» REQUIRED ACTION:
From the records below, copy every line that contains the word "RoomId".

-- MATERIALS PROVIDED follows --

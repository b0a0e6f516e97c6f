//! Game-over resolution.
//!
//! Pure function of what the board and the clocks say. It decides the
//! outcome and the winning *color*; turning that color into a person is
//! the session's job, because only the session knows who holds which seat.

use kingside_protocol::{Color, EndReason, Outcome};
use kingside_rules::Terminal;

/// A decided game, before it is attached to identities.
#[derive(Debug, Clone, Copy, PartialEq, Eq)]
pub struct Verdict {
    pub outcome: Outcome,
    pub reason: EndReason,
    /// `None` for draws and aborts.
    pub winner: Option<Color>,
}

impl Verdict {
    pub fn win(winner: Color, reason: EndReason) -> Self {
        Self {
            outcome: Outcome::Win,
            reason,
            winner: Some(winner),
        }
    }

    pub fn draw(reason: EndReason) -> Self {
        Self {
            outcome: Outcome::Draw,
            reason,
            winner: None,
        }
    }

    pub fn abandoned() -> Self {
        Self {
            outcome: Outcome::Aborted,
            reason: EndReason::Abandonment,
            winner: None,
        }
    }
}

/// Evaluates a position in priority order:
///
/// 1. a fallen flag (the other color wins on time)
/// 2. checkmate (the side that just moved wins)
/// 3. stalemate
/// 4. threefold repetition
/// 5. insufficient material
///
/// `side_to_move` is the color to move in the evaluated position, so the
/// side that just moved is its opposite.
pub fn evaluate(
    terminal: Option<Terminal>,
    side_to_move: Color,
    flagged: Option<Color>,
) -> Option<Verdict> {
    if let Some(loser) = flagged {
        return Some(Verdict::win(loser.opposite(), EndReason::TimeForfeit));
    }
    let verdict = match terminal? {
        Terminal::Checkmate => Verdict::win(side_to_move.opposite(), EndReason::Checkmate),
        Terminal::Stalemate => Verdict::draw(EndReason::Stalemate),
        Terminal::ThreefoldRepetition => Verdict::draw(EndReason::ThreefoldRepetition),
        Terminal::InsufficientMaterial => Verdict::draw(EndReason::InsufficientMaterial),
    };
    Some(verdict)
}

#[cfg(test)]
mod tests {
    use super::*;

    #[test]
    fn test_evaluate_ongoing_returns_none() {
        assert_eq!(evaluate(None, Color::White, None), None);
    }

    #[test]
    fn test_evaluate_checkmate_credits_side_that_moved() {
        let v = evaluate(Some(Terminal::Checkmate), Color::White, None).unwrap();
        assert_eq!(v.outcome, Outcome::Win);
        assert_eq!(v.reason, EndReason::Checkmate);
        assert_eq!(v.winner, Some(Color::Black));
    }

    #[test]
    fn test_evaluate_flag_beats_checkmate() {
        let v = evaluate(Some(Terminal::Checkmate), Color::Black, Some(Color::White))
            .unwrap();
        assert_eq!(v.reason, EndReason::TimeForfeit);
        assert_eq!(v.winner, Some(Color::Black));
    }

    #[test]
    fn test_evaluate_draws_have_no_winner() {
        for (terminal, reason) in [
            (Terminal::Stalemate, EndReason::Stalemate),
            (Terminal::ThreefoldRepetition, EndReason::ThreefoldRepetition),
            (Terminal::InsufficientMaterial, EndReason::InsufficientMaterial),
        ] {
            let v = evaluate(Some(terminal), Color::White, None).unwrap();
            assert_eq!(v, Verdict::draw(reason));
        }
    }
}
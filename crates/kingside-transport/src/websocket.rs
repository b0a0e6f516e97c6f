//! WebSocket transport implementation using `tokio-tungstenite`.

use futures_util::stream::{SplitSink, SplitStream};
use futures_util::{SinkExt, StreamExt};
use tokio::net::{TcpListener, TcpStream};
use tokio_tungstenite::tungstenite::Message;

use crate::{
    next_connection_id, Connection, ConnectionId, FrameSink, FrameStream,
    Transport, TransportError,
};

type WsStream = tokio_tungstenite::WebSocketStream<TcpStream>;

/// A WebSocket-based [`Transport`] that listens for incoming connections.
pub struct WebSocketTransport {
    listener: TcpListener,
}

impl WebSocketTransport {
    /// Binds a new WebSocket transport to the given address.
    pub async fn bind(addr: &str) -> Result<Self, TransportError> {
        let listener = TcpListener::bind(addr)
            .await
            .map_err(TransportError::BindFailed)?;
        tracing::info!(addr, "WebSocket transport listening");
        Ok(Self { listener })
    }
}

impl Transport for WebSocketTransport {
    type Connection = WebSocketConnection;

    async fn accept(&mut self) -> Result<Self::Connection, TransportError> {
        let (stream, addr) = self
            .listener
            .accept()
            .await
            .map_err(TransportError::AcceptFailed)?;

        let ws = tokio_tungstenite::accept_async(stream)
            .await
            .map_err(|e| {
                TransportError::AcceptFailed(std::io::Error::new(
                    std::io::ErrorKind::ConnectionRefused,
                    e,
                ))
            })?;

        let id = next_connection_id();
        tracing::debug!(%id, %addr, "accepted WebSocket connection");

        Ok(WebSocketConnection { id, ws })
    }

    fn local_addr(&self) -> std::io::Result<std::net::SocketAddr> {
        self.listener.local_addr()
    }
}

/// A single accepted WebSocket connection.
pub struct WebSocketConnection {
    id: ConnectionId,
    ws: WsStream,
}

impl Connection for WebSocketConnection {
    type Sink = WebSocketSink;
    type Stream = WebSocketStream;

    fn id(&self) -> ConnectionId {
        self.id
    }

    fn split(self) -> (WebSocketSink, WebSocketStream) {
        let (sink, stream) = self.ws.split();
        (
            WebSocketSink { id: self.id, sink },
            WebSocketStream { id: self.id, stream },
        )
    }
}

/// Write half of a [`WebSocketConnection`].
pub struct WebSocketSink {
    id: ConnectionId,
    sink: SplitSink<WsStream, Message>,
}

impl WebSocketSink {
    pub fn id(&self) -> ConnectionId {
        self.id
    }
}

impl FrameSink for WebSocketSink {
    async fn send(&mut self, data: Vec<u8>) -> Result<(), TransportError> {
        // Frames are JSON, so they go out as text for browser clients.
        // Anything that isn't UTF-8 falls back to a binary frame.
        let msg = match String::from_utf8(data) {
            Ok(text) => Message::Text(text.into()),
            Err(e) => Message::Binary(e.into_bytes().into()),
        };
        self.sink.send(msg).await.map_err(|e| {
            TransportError::SendFailed(std::io::Error::new(
                std::io::ErrorKind::BrokenPipe,
                e,
            ))
        })
    }

    async fn close(&mut self) -> Result<(), TransportError> {
        self.sink.close().await.map_err(|e| {
            TransportError::SendFailed(std::io::Error::new(
                std::io::ErrorKind::BrokenPipe,
                e,
            ))
        })
    }
}

/// Read half of a [`WebSocketConnection`].
pub struct WebSocketStream {
    id: ConnectionId,
    stream: SplitStream<WsStream>,
}

impl WebSocketStream {
    pub fn id(&self) -> ConnectionId {
        self.id
    }
}

impl FrameStream for WebSocketStream {
    async fn recv(&mut self) -> Result<Option<Vec<u8>>, TransportError> {
        loop {
            match self.stream.next().await {
                Some(Ok(Message::Binary(data))) => return Ok(Some(data.into())),
                Some(Ok(Message::Text(text))) => {
                    return Ok(Some(text.as_bytes().to_vec()));
                }
                Some(Ok(Message::Close(_))) | None => return Ok(None),
                // Ping/pong are answered by tungstenite itself.
                Some(Ok(_)) => continue,
                Some(Err(e)) => {
                    return Err(TransportError::ReceiveFailed(
                        std::io::Error::new(
                            std::io::ErrorKind::ConnectionReset,
                            e,
                        ),
                    ));
                }
            }
        }
    }
}
//! Unified error type for the Kingside server.

use kingside_protocol::ProtocolError;
use kingside_room::{ArchiveError, RoomError};
use kingside_transport::TransportError;

use crate::auth::AuthError;
use crate::config::ConfigError;

/// Top-level error that wraps all crate-specific errors.
///
/// The `#[from]` attribute on each variant generates the `From` impls, so
/// `?` converts sub-crate errors automatically.
#[derive(Debug, thiserror::Error)]
pub enum KingsideError {
    /// A transport-level error (bind, accept, send, recv).
    #[error(transparent)]
    Transport(#[from] TransportError),

    /// A protocol-level error (encode, decode, unexpected message).
    #[error(transparent)]
    Protocol(#[from] ProtocolError),

    /// The handshake token was rejected.
    #[error(transparent)]
    Auth(#[from] AuthError),

    /// A room-level error (busy, unavailable, rejected move).
    #[error(transparent)]
    Room(#[from] RoomError),

    #[error(transparent)]
    Archive(#[from] ArchiveError),

    #[error(transparent)]
    Config(#[from] ConfigError),
}
//! Error types for the rules layer.

/// Why the engine refused a move or a position.
#[derive(Debug, Clone, PartialEq, Eq, thiserror::Error)]
pub enum RulesError {
    /// The move text could not be understood (bad square, bad promotion
    /// piece).
    #[error("malformed move: {0}")]
    MalformedMove(String),

    /// The move is well formed but not legal in the current position.
    #[error("illegal move: {0}")]
    IllegalMove(String),

    /// A position description (FEN) could not be parsed.
    #[error("invalid position: {0}")]
    InvalidPosition(String),
}
//! Who may take a free seat.

use kingside_protocol::{Color, RoomId, RoomStatus, UserId};

/// Authorization hook consulted whenever a join asks for a free seat.
///
/// Refusal is never an error: the joiner is silently seated as a spectator.
/// Rejoining a seat you already hold does not consult the policy.
///
/// Closures of the right shape implement this trait, which is handy in
/// tests:
///
/// ```
/// use kingside_protocol::{Color, RoomId, RoomStatus, UserId};
/// use kingside_room::SeatPolicy;
///
/// let only_before_first_move =
///     |_: &RoomId, _: &UserId, _: Color, status: RoomStatus| {
///         status == RoomStatus::Pending
///     };
/// assert!(only_before_first_move.may_take_seat(
///     &RoomId::parse("r1").unwrap(),
///     &UserId::new("u1"),
///     Color::White,
///     RoomStatus::Pending,
/// ));
/// ```
pub trait SeatPolicy: Send + Sync + 'static {
    fn may_take_seat(
        &self,
        room_id: &RoomId,
        user: &UserId,
        color: Color,
        status: RoomStatus,
    ) -> bool;
}

/// Any free seat goes to whoever asks first, mid-game included.
#[derive(Debug, Clone, Copy, Default)]
pub struct OpenSeating;

impl SeatPolicy for OpenSeating {
    fn may_take_seat(&self, _: &RoomId, _: &UserId, _: Color, _: RoomStatus) -> bool {
        true
    }
}

impl<F> SeatPolicy for F
where
    F: Fn(&RoomId, &UserId, Color, RoomStatus) -> bool + Send + Sync + 'static,
{
    fn may_take_seat(
        &self,
        room_id: &RoomId,
        user: &UserId,
        color: Color,
        status: RoomStatus,
    ) -> bool {
        self(room_id, user, color, status)
    }
}
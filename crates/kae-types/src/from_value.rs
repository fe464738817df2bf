//! Typed extraction out of a [`SqlValue`].

use kae_error::KaeError;

use crate::SqlValue;

/// Extract a Rust value from a `SqlValue`.
pub trait FromSqlValue: Sized {
    /// Try to convert a `SqlValue` reference into `Self`.
    fn from_sql_value(val: &SqlValue) -> Result<Self, KaeError>;
}

fn mismatch(expected: &str, val: &SqlValue) -> KaeError {
    KaeError::type_mismatch(expected, val.typeof_str())
}

fn narrow<T: TryFrom<i64>>(val: &SqlValue, name: &str) -> Result<T, KaeError> {
    match val {
        SqlValue::Integer(n) => {
            T::try_from(*n).map_err(|_| KaeError::type_mismatch(name, format!("integer({n})")))
        }
        other => Err(mismatch("integer", other)),
    }
}

impl FromSqlValue for i16 {
    fn from_sql_value(val: &SqlValue) -> Result<Self, KaeError> {
        narrow(val, "i16")
    }
}

impl FromSqlValue for i32 {
    fn from_sql_value(val: &SqlValue) -> Result<Self, KaeError> {
        narrow(val, "i32")
    }
}

impl FromSqlValue for i64 {
    fn from_sql_value(val: &SqlValue) -> Result<Self, KaeError> {
        match val {
            SqlValue::Integer(n) => Ok(*n),
            other => Err(mismatch("integer", other)),
        }
    }
}

impl FromSqlValue for u32 {
    fn from_sql_value(val: &SqlValue) -> Result<Self, KaeError> {
        narrow(val, "u32")
    }
}

impl FromSqlValue for u64 {
    fn from_sql_value(val: &SqlValue) -> Result<Self, KaeError> {
        narrow(val, "u64")
    }
}

impl FromSqlValue for f64 {
    #[allow(clippy::cast_precision_loss)]
    fn from_sql_value(val: &SqlValue) -> Result<Self, KaeError> {
        match val {
            SqlValue::Float(f) => Ok(*f),
            SqlValue::Integer(n) => Ok(*n as f64),
            other => Err(mismatch("real", other)),
        }
    }
}

impl FromSqlValue for f32 {
    #[allow(clippy::cast_possible_truncation)]
    fn from_sql_value(val: &SqlValue) -> Result<Self, KaeError> {
        f64::from_sql_value(val).map(|f| f as f32)
    }
}

impl FromSqlValue for String {
    fn from_sql_value(val: &SqlValue) -> Result<Self, KaeError> {
        match val {
            SqlValue::Text(s) => Ok(s.clone()),
            other => Err(mismatch("text", other)),
        }
    }
}

impl FromSqlValue for Vec<u8> {
    fn from_sql_value(val: &SqlValue) -> Result<Self, KaeError> {
        match val {
            SqlValue::Blob(b) => Ok(b.clone()),
            other => Err(mismatch("blob", other)),
        }
    }
}

impl FromSqlValue for bool {
    fn from_sql_value(val: &SqlValue) -> Result<Self, KaeError> {
        match val {
            SqlValue::Integer(n) => Ok(*n != 0),
            other => Err(mismatch("integer (bool)", other)),
        }
    }
}

impl FromSqlValue for SqlValue {
    fn from_sql_value(val: &SqlValue) -> Result<Self, KaeError> {
        Ok(val.clone())
    }
}

impl<T: FromSqlValue> FromSqlValue for Option<T> {
    fn from_sql_value(val: &SqlValue) -> Result<Self, KaeError> {
        if val.is_null() {
            Ok(None)
        } else {
            T::from_sql_value(val).map(Some)
        }
    }
}

#[cfg(test)]
mod tests {
    use super::*;

    #[test]
    fn i64_from_integer() {
        assert_eq!(i64::from_sql_value(&SqlValue::Integer(42)).unwrap(), 42);
    }

    #[test]
    fn i32_overflow() {
        assert!(i32::from_sql_value(&SqlValue::Integer(i64::MAX)).is_err());
        assert!(i16::from_sql_value(&SqlValue::Integer(40_000)).is_err());
    }

    #[test]
    fn u64_negative_fails() {
        assert!(u64::from_sql_value(&SqlValue::Integer(-1)).is_err());
    }

    #[test]
    fn f64_from_integer_coercion() {
        let v = f64::from_sql_value(&SqlValue::Integer(42)).unwrap();
        assert!((v - 42.0).abs() < f64::EPSILON);
    }

    #[test]
    fn string_from_text() {
        assert_eq!(
            String::from_sql_value(&SqlValue::Text("hello".into())).unwrap(),
            "hello"
        );
    }

    #[test]
    fn bool_from_integer() {
        assert!(bool::from_sql_value(&SqlValue::Integer(1)).unwrap());
        assert!(!bool::from_sql_value(&SqlValue::Integer(0)).unwrap());
    }

    #[test]
    fn option_none_from_null() {
        let result = Option::<i64>::from_sql_value(&SqlValue::Null).unwrap();
        assert!(result.is_none());
        let result = Option::<i64>::from_sql_value(&SqlValue::Integer(3)).unwrap();
        assert_eq!(result, Some(3));
    }

    #[test]
    fn type_mismatch_error() {
        let err = i64::from_sql_value(&SqlValue::Text("not a number".into())).unwrap_err();
        assert!(matches!(
            err,
            KaeError::TypeMismatch { ref expected, ref actual } if expected == "integer" && actual == "text"
        ));
    }
}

-- MATERIALS PROVIDED concluded --

» RESPONSE:
use kingside_protocol::{Color, RoomId, RoomStatus, UserId};
/// use kingside_protocol::{Color, RoomId, RoomStatus, UserId};
///     |_: &RoomId, _: &UserId, _: Color, status: RoomStatus| {
///     &RoomId::parse("r1").unwrap(),
        room_id: &RoomId,
    fn may_take_seat(&self, _: &RoomId, _: &UserId, _: Color, _: RoomStatus) -> bool {
    F: Fn(&RoomId, &UserId, Color, RoomStatus) -> bool + Send + Sync + 'static,
        room_id: &RoomId,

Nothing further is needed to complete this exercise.